* [Raw data]:
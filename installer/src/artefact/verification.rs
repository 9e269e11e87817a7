//! Checksum model and verification policy for downloaded archives.
//!
//! Repositories such as Artifactory advertise a digest of the served file in
//! `X-Checksum-*` response headers. The installer hashes the payload as it
//! streams past and compares the result with the advertised digest before
//! anything is extracted. A missing header means "unverified", not
//! "invalid", unless the [`VerificationPolicy`] requires a checksum.

use md5::Md5;
use sha2::{Digest, Sha256};
use std::fmt;

/// Response header carrying the SHA-256 digest of the body.
pub const SHA256_HEADER: &str = "X-Checksum-Sha256";

/// Response header carrying the MD5 digest of the body.
pub const MD5_HEADER: &str = "X-Checksum-Md5";

/// Digest algorithms the installer can verify.
#[derive(Debug, Clone, Copy, PartialEq, Eq, Hash)]
pub enum ChecksumAlgorithm {
    /// MD5, as advertised by `X-Checksum-Md5`.
    Md5,
    /// SHA-256, as advertised by `X-Checksum-Sha256`.
    Sha256,
}

impl fmt::Display for ChecksumAlgorithm {
    fn fmt(&self, f: &mut fmt::Formatter<'_>) -> fmt::Result {
        match self {
            Self::Md5 => write!(f, "md5"),
            Self::Sha256 => write!(f, "sha256"),
        }
    }
}

/// A digest declared by the server for the archive it is serving.
#[derive(Debug, Clone, PartialEq, Eq)]
pub struct ExpectedChecksum {
    algorithm: ChecksumAlgorithm,
    hex: String,
}

impl ExpectedChecksum {
    /// Create an expected checksum, normalising the digest to lowercase.
    #[must_use]
    pub fn new(algorithm: ChecksumAlgorithm, hex: &str) -> Self {
        Self {
            algorithm,
            hex: hex.trim().to_ascii_lowercase(),
        }
    }

    /// Choose the strongest declared digest, preferring SHA-256 over MD5.
    ///
    /// Blank header values are treated as absent.
    ///
    /// # Examples
    ///
    /// ```
    /// use sm2_installer::artefact::verification::{ChecksumAlgorithm, ExpectedChecksum};
    ///
    /// let expected = ExpectedChecksum::from_declared(None, Some("D41D8CD98F00B204E9800998ECF8427E"))
    ///     .expect("md5 declared");
    /// assert_eq!(expected.algorithm(), ChecksumAlgorithm::Md5);
    /// assert_eq!(expected.hex(), "d41d8cd98f00b204e9800998ecf8427e");
    /// ```
    #[must_use]
    pub fn from_declared(sha256: Option<&str>, md5: Option<&str>) -> Option<Self> {
        declared(sha256)
            .map(|hex| Self::new(ChecksumAlgorithm::Sha256, hex))
            .or_else(|| declared(md5).map(|hex| Self::new(ChecksumAlgorithm::Md5, hex)))
    }

    /// The algorithm the digest was computed with.
    #[must_use]
    pub fn algorithm(&self) -> ChecksumAlgorithm {
        self.algorithm
    }

    /// The lowercase hex digest.
    #[must_use]
    pub fn hex(&self) -> &str {
        &self.hex
    }

    /// Return whether `actual` (hex, any case) matches this digest.
    #[must_use]
    pub fn matches(&self, actual: &str) -> bool {
        self.hex.eq_ignore_ascii_case(actual)
    }
}

fn declared(value: Option<&str>) -> Option<&str> {
    value.filter(|v| !v.trim().is_empty())
}

impl fmt::Display for ExpectedChecksum {
    fn fmt(&self, f: &mut fmt::Formatter<'_>) -> fmt::Result {
        write!(f, "{}:{}", self.algorithm, self.hex)
    }
}

/// Incremental digest over a byte stream.
#[derive(Debug, Clone)]
pub enum Checksummer {
    /// MD5 state.
    Md5(Md5),
    /// SHA-256 state.
    Sha256(Sha256),
}

impl Checksummer {
    /// Start a digest for `algorithm`.
    #[must_use]
    pub fn new(algorithm: ChecksumAlgorithm) -> Self {
        match algorithm {
            ChecksumAlgorithm::Md5 => Self::Md5(Md5::new()),
            ChecksumAlgorithm::Sha256 => Self::Sha256(Sha256::new()),
        }
    }

    /// The algorithm being computed.
    #[must_use]
    pub fn algorithm(&self) -> ChecksumAlgorithm {
        match self {
            Self::Md5(_) => ChecksumAlgorithm::Md5,
            Self::Sha256(_) => ChecksumAlgorithm::Sha256,
        }
    }

    /// Feed `bytes` into the digest.
    pub fn update(&mut self, bytes: &[u8]) {
        match self {
            Self::Md5(hasher) => hasher.update(bytes),
            Self::Sha256(hasher) => hasher.update(bytes),
        }
    }

    /// Finish the digest and return it as lowercase hex.
    #[must_use]
    pub fn finalize_hex(self) -> String {
        match self {
            Self::Md5(hasher) => format!("{:x}", hasher.finalize()),
            Self::Sha256(hasher) => format!("{:x}", hasher.finalize()),
        }
    }
}

/// The digest of a fully consumed payload and whether it was checked.
#[derive(Debug, Clone, PartialEq, Eq)]
pub enum ChecksumOutcome {
    /// The computed digest matched the declared one.
    Verified {
        /// The algorithm used.
        algorithm: ChecksumAlgorithm,
        /// The matching hex digest.
        digest: String,
    },
    /// No digest was declared, so nothing was compared.
    Unverified {
        /// The algorithm used for the informational digest.
        algorithm: ChecksumAlgorithm,
        /// The computed hex digest.
        digest: String,
    },
}

impl ChecksumOutcome {
    /// Return whether the payload was checked against a declared digest.
    #[must_use]
    pub fn is_verified(&self) -> bool {
        matches!(self, Self::Verified { .. })
    }

    /// The computed hex digest.
    #[must_use]
    pub fn digest(&self) -> &str {
        match self {
            Self::Verified { digest, .. } | Self::Unverified { digest, .. } => digest,
        }
    }
}

/// Policy governing how a downloaded archive is verified before use.
///
/// # Examples
///
/// ```
/// use sm2_installer::artefact::verification::VerificationPolicy;
///
/// let policy = VerificationPolicy::default();
/// assert!(!policy.require_checksum());
/// assert!(VerificationPolicy::strict().require_checksum());
/// ```
#[derive(Debug, Clone, Copy, Default, PartialEq, Eq)]
pub struct VerificationPolicy {
    require_checksum: bool,
}

impl VerificationPolicy {
    /// A policy that rejects archives served without a checksum header.
    #[must_use]
    pub fn strict() -> Self {
        Self {
            require_checksum: true,
        }
    }

    /// Build a policy from a configuration flag.
    #[must_use]
    pub fn with_required_checksum(require_checksum: bool) -> Self {
        Self { require_checksum }
    }

    /// Return whether a declared checksum is mandatory.
    #[must_use]
    pub fn require_checksum(&self) -> bool {
        self.require_checksum
    }
}

impl fmt::Display for VerificationPolicy {
    fn fmt(&self, f: &mut fmt::Formatter<'_>) -> fmt::Result {
        if self.require_checksum {
            write!(f, "checksum verification required")
        } else {
            write!(f, "checksum verification when declared")
        }
    }
}
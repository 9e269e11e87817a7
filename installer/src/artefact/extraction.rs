//! Archive extraction for service artefacts.
//!
//! Unpacks gzip-compressed tar archives into an output directory entry by
//! entry, recreating directories with fixed permissions and restoring each
//! file's recorded mode. Entries that would escape the output directory are
//! rejected. The first directory segment of every file written is recorded
//! in [`TopLevelDirectories`] so the caller can infer the service root.

use super::service_dir::TopLevelDirectories;
use flate2::read::MultiGzDecoder;
use log::debug;
use std::fs::{self, File};
use std::io::{self, BufReader, Read};
use std::path::{Component, Path, PathBuf};

/// Permission bits applied to every directory created during extraction.
pub const DIRECTORY_MODE: u32 = 0o755;

/// Trait for extracting artefact archives, enabling test mocking.
///
/// # Examples
///
/// ```
/// use sm2_installer::artefact::extraction::{ArtefactExtractor, TarGzExtractor};
///
/// let extractor: &dyn ArtefactExtractor = &TarGzExtractor;
/// // Use extractor.extract(archive_path, output_dir) in production
/// # let _ = extractor;
/// ```
#[cfg_attr(test, mockall::automock)]
pub trait ArtefactExtractor {
    /// Extract the archive at `archive_path` into `output_dir`.
    ///
    /// Returns the top-level directories that received files.
    ///
    /// # Errors
    ///
    /// Returns [`ExtractionError::PathTraversal`] if any entry attempts to
    /// escape `output_dir`, [`ExtractionError::Archive`] if the archive
    /// cannot be decoded and [`ExtractionError::Io`] if writing fails.
    fn extract(
        &self,
        archive_path: &Path,
        output_dir: &Path,
    ) -> Result<TopLevelDirectories, ExtractionError>;
}

/// Errors arising from archive extraction.
///
/// Files already written are left in place; cleaning up a partially
/// extracted directory is the caller's decision.
#[derive(Debug, thiserror::Error)]
pub enum ExtractionError {
    /// The archive could not be read or decoded.
    #[error("failed to read archive: {0}")]
    Archive(#[source] io::Error),

    /// A directory or file could not be created or written.
    #[error("failed to write {path}")]
    Io {
        /// The filesystem path being written.
        path: PathBuf,
        /// The underlying I/O error.
        #[source]
        source: io::Error,
    },

    /// A path in the archive attempts to traverse outside the destination.
    #[error("path traversal detected: {path}")]
    PathTraversal {
        /// The offending path from the archive entry.
        path: String,
    },
}

impl ExtractionError {
    fn io(path: &Path, source: io::Error) -> Self {
        Self::Io {
            path: path.to_path_buf(),
            source,
        }
    }
}

/// Default extractor for `.tgz` archives using the `flate2` and `tar`
/// crates.
#[derive(Debug, Default, Clone, Copy)]
pub struct TarGzExtractor;

impl ArtefactExtractor for TarGzExtractor {
    fn extract(
        &self,
        archive_path: &Path,
        output_dir: &Path,
    ) -> Result<TopLevelDirectories, ExtractionError> {
        let file = File::open(archive_path).map_err(ExtractionError::Archive)?;
        unpack_entries(BufReader::new(file), output_dir)
    }
}

/// Unpack a gzip-compressed tar stream into `output_dir`.
///
/// Every gzip member of the stream is decoded, so archives written as
/// concatenated members unpack in full.
///
/// Directory entries are created with [`DIRECTORY_MODE`]; regular files
/// replace any existing file at their path and receive the entry's mode.
/// Other entry kinds are skipped. Re-extracting the same archive over its
/// own output yields the same tree.
///
/// # Errors
///
/// See [`ArtefactExtractor::extract`].
pub fn unpack_entries<R: Read>(
    reader: R,
    output_dir: &Path,
) -> Result<TopLevelDirectories, ExtractionError> {
    let mut archive = tar::Archive::new(MultiGzDecoder::new(reader));
    let mut dirs = TopLevelDirectories::new();

    for entry_result in archive.entries().map_err(ExtractionError::Archive)? {
        let mut entry = entry_result.map_err(ExtractionError::Archive)?;
        let entry_path = entry.path().map_err(ExtractionError::Archive)?.into_owned();

        validate_entry_path(&entry_path)?;

        let target = output_dir.join(&entry_path);
        let kind = entry.header().entry_type();
        if kind.is_dir() {
            create_dir(&target)?;
        } else if kind.is_file() {
            let mode = entry.header().mode().map_err(ExtractionError::Archive)?;
            write_file(&mut entry, &target, mode)?;
            dirs.record(&entry_path);
        } else {
            debug!("skipping {kind:?} entry {}", entry_path.display());
        }
    }

    Ok(dirs)
}

fn create_dir(path: &Path) -> Result<(), ExtractionError> {
    let mut builder = fs::DirBuilder::new();
    builder.recursive(true);
    #[cfg(unix)]
    {
        use std::os::unix::fs::DirBuilderExt;
        builder.mode(DIRECTORY_MODE);
    }
    builder
        .create(path)
        .map_err(|source| ExtractionError::io(path, source))
}

fn write_file(contents: &mut impl Read, target: &Path, mode: u32) -> Result<(), ExtractionError> {
    if let Some(parent) = target.parent() {
        create_dir(parent)?;
    }

    match fs::remove_file(target) {
        Ok(()) => {}
        Err(e) if e.kind() == io::ErrorKind::NotFound => {}
        Err(source) => return Err(ExtractionError::io(target, source)),
    }

    let mut file = File::create(target).map_err(|source| ExtractionError::io(target, source))?;
    io::copy(contents, &mut file).map_err(|source| ExtractionError::io(target, source))?;
    set_mode(target, mode)
}

#[cfg(unix)]
fn set_mode(path: &Path, mode: u32) -> Result<(), ExtractionError> {
    use std::os::unix::fs::PermissionsExt;

    fs::set_permissions(path, fs::Permissions::from_mode(mode & 0o7777))
        .map_err(|source| ExtractionError::io(path, source))
}

#[cfg(not(unix))]
fn set_mode(_path: &Path, _mode: u32) -> Result<(), ExtractionError> {
    Ok(())
}

/// Validate that a tar entry path does not escape the destination
/// directory via `..` components or absolute paths.
fn validate_entry_path(path: &Path) -> Result<(), ExtractionError> {
    let escapes = path.is_absolute()
        || path
            .components()
            .any(|component| matches!(component, Component::ParentDir | Component::RootDir));
    if escapes {
        return Err(ExtractionError::PathTraversal {
            path: path.display().to_string(),
        });
    }
    Ok(())
}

* [Problem requirements]:
Go to the line in the material above that contains "if writing fails." and copy exactly from there through the line that contains "the caller's decision.", stopping after it.

* [Answer for the task]:
    /// cannot be decoded and [`ExtractionError::Io`] if writing fails.
    fn extract(
        &self,
        archive_path: &Path,
        output_dir: &Path,
    ) -> Result<TopLevelDirectories, ExtractionError>;
}

/// Errors arising from archive extraction.
///
/// Files already written are left in place; cleaning up a partially
/// extracted directory is the caller's decision.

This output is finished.